Run live queries on hosts associated with alerts to learn more about your infrastructure and operating systems. For example, with Osquery, you can search your system for indicators of compromise that might have contributed to the alert. You can then use this data to inform your investigation and alert triage efforts.

To run Osquery from an alert:

  1. Do one of the following from the Alerts table:

    • Click the View details button to open the Alert details flyout, then click Take action → Run Osquery.
    • Select the More actions menu (…​), then select Run Osquery.
  2. Choose to run a single query or a query pack.
  3. Select one or more Elastic Agents or groups to query. Start typing in the search field to get suggestions for Elastic Agents by name, ID, platform, and policy.

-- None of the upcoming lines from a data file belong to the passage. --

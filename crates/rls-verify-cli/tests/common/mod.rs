// crates/rls-verify-cli/tests/common/mod.rs
// ============================================================================
// Module: CLI Test Helpers
// Description: Stub REST backend and binary invocation helpers.
// Purpose: Drive the rls-verify binary end to end against a loopback server.
// Dependencies: tiny_http, serde_json, tempfile
// ============================================================================

//! ## Overview
//! [`StubBackend`] answers discovery, auth, and table reads with a fixed
//! single-tenant dataset. The `empty_user_reads` switch makes every read
//! issued with a user session come back empty so failing runs can be driven.

#![allow(dead_code, reason = "Shared test helpers may be unused in some cases.")]

use std::path::Path;
use std::path::PathBuf;
use std::process::Command;
use std::process::Output;
use std::sync::Arc;
use std::sync::atomic::AtomicBool;
use std::sync::atomic::Ordering;
use std::thread;
use std::time::Duration;

use serde_json::Value;
use serde_json::json;
use tiny_http::Header;
use tiny_http::Response;
use tiny_http::Server;

/// Service key the stub expects on discovery reads.
pub const SERVICE_KEY: &str = "service-key";
/// Bearer token minted for the executive session.
pub const USER_TOKEN: &str = "user-token";

/// Loopback stub backend.
pub struct StubBackend {
    /// Base URL of the server.
    pub url: String,
    /// Shutdown flag for the accept loop.
    stop: Arc<AtomicBool>,
    /// Accept loop thread.
    handle: Option<thread::JoinHandle<()>>,
}

impl StubBackend {
    /// Starts the stub; `empty_user_reads` blanks every user-session read.
    pub fn start(empty_user_reads: bool) -> Self {
        let server = Server::http("127.0.0.1:0").expect("bind stub");
        let addr = server.server_addr().to_ip().expect("ip addr");
        let stop = Arc::new(AtomicBool::new(false));
        let stopping = Arc::clone(&stop);
        let handle = thread::spawn(move || {
            while !stopping.load(Ordering::SeqCst) {
                let request = match server.recv_timeout(Duration::from_millis(20)) {
                    Ok(Some(request)) => request,
                    Ok(None) => continue,
                    Err(_) => break,
                };
                let path = request.url().split('?').next().unwrap_or_default().to_string();
                let user = request.headers().iter().any(|header| {
                    header.field.equiv("Authorization")
                        && header.value.as_str() == format!("Bearer {USER_TOKEN}")
                });
                let body = route(&path, user && empty_user_reads);
                let header =
                    Header::from_bytes(&b"Content-Type"[..], &b"application/json"[..]).unwrap();
                let response = Response::from_string(body.to_string()).with_header(header);
                let _ = request.respond(response);
            }
        });
        Self {
            url: format!("http://{addr}"),
            stop,
            handle: Some(handle),
        }
    }
}

impl Drop for StubBackend {
    fn drop(&mut self) {
        self.stop.store(true, Ordering::SeqCst);
        if let Some(handle) = self.handle.take() {
            let _ = handle.join();
        }
    }
}

/// Answers one request by path.
fn route(path: &str, empty: bool) -> Value {
    match path {
        "/auth/v1/admin/generate_link" => json!({"hashed_token": "hash"}),
        "/auth/v1/verify" => json!({"access_token": USER_TOKEN, "refresh_token": "r"}),
        _ if empty => json!([]),
        "/rest/v1/profiles" => {
            json!([{"id": "u-ex", "email": "ex@example.test", "role": "executive"}])
        }
        "/rest/v1/group_members" => json!([{"id": "m1", "group_id": "g1", "user_id": "u-ex"}]),
        "/rest/v1/groups" => json!([{"id": "g1", "name": "One"}]),
        "/rest/v1/quarters" => json!([{"id": "q1", "label": "Q1"}]),
        _ => json!([{"id": "x1", "group_id": "g1"}]),
    }
}

/// Returns the rls-verify binary path.
pub fn rls_verify_bin() -> PathBuf {
    PathBuf::from(env!("CARGO_BIN_EXE_rls-verify"))
}

/// Writes a config file pointing at `base_url`.
pub fn write_config(dir: &Path, base_url: &str) -> PathBuf {
    let path = dir.join("rls-verify.toml");
    let content = format!(
        "[target]\nbase_url = \"{base_url}\"\nanon_key = \"anon-key\"\nservice_key = \
         \"{SERVICE_KEY}\"\n\n[http]\ntimeout_ms = 5000\n"
    );
    std::fs::write(&path, content).expect("write config");
    path
}

/// Runs the binary with harness env vars cleared.
pub fn run_cli(args: &[&str]) -> Output {
    Command::new(rls_verify_bin())
        .args(args)
        .env_remove("RLS_VERIFY_CONFIG")
        .env_remove("RLS_VERIFY_BASE_URL")
        .env_remove("RLS_VERIFY_ANON_KEY")
        .env_remove("RLS_VERIFY_SERVICE_KEY")
        .output()
        .expect("run rls-verify")
}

    The host associated with the alert is automatically selected. You can specify additional hosts to query.

  4. Specify the query or pack to run:

    • Query: Select a saved query or enter a new one in the text box. After you enter the query, you can expand the Advanced section to set a timeout period for the query, and view or set mapped ECS fields included in the results from the live query (optional).

      Overwriting the query’s default timeout period allows you to support queries that take longer to run. The default and minimum supported value for the Timeout field is 60. The maximum supported value is 900.

      Use placeholder fields to dynamically add existing alert data to your query.

    • Pack: Select from available query packs. After you select a pack, all of the queries in the pack are displayed.

      Refer to prebuilt packs to learn about using and managing Elastic prebuilt packs.

      setup query
  5. Click Submit. Query results will display within the flyout.

    Refer to Examine Osquery results for more information about query results.

  6. Click Save for later to save the query for future use (optional).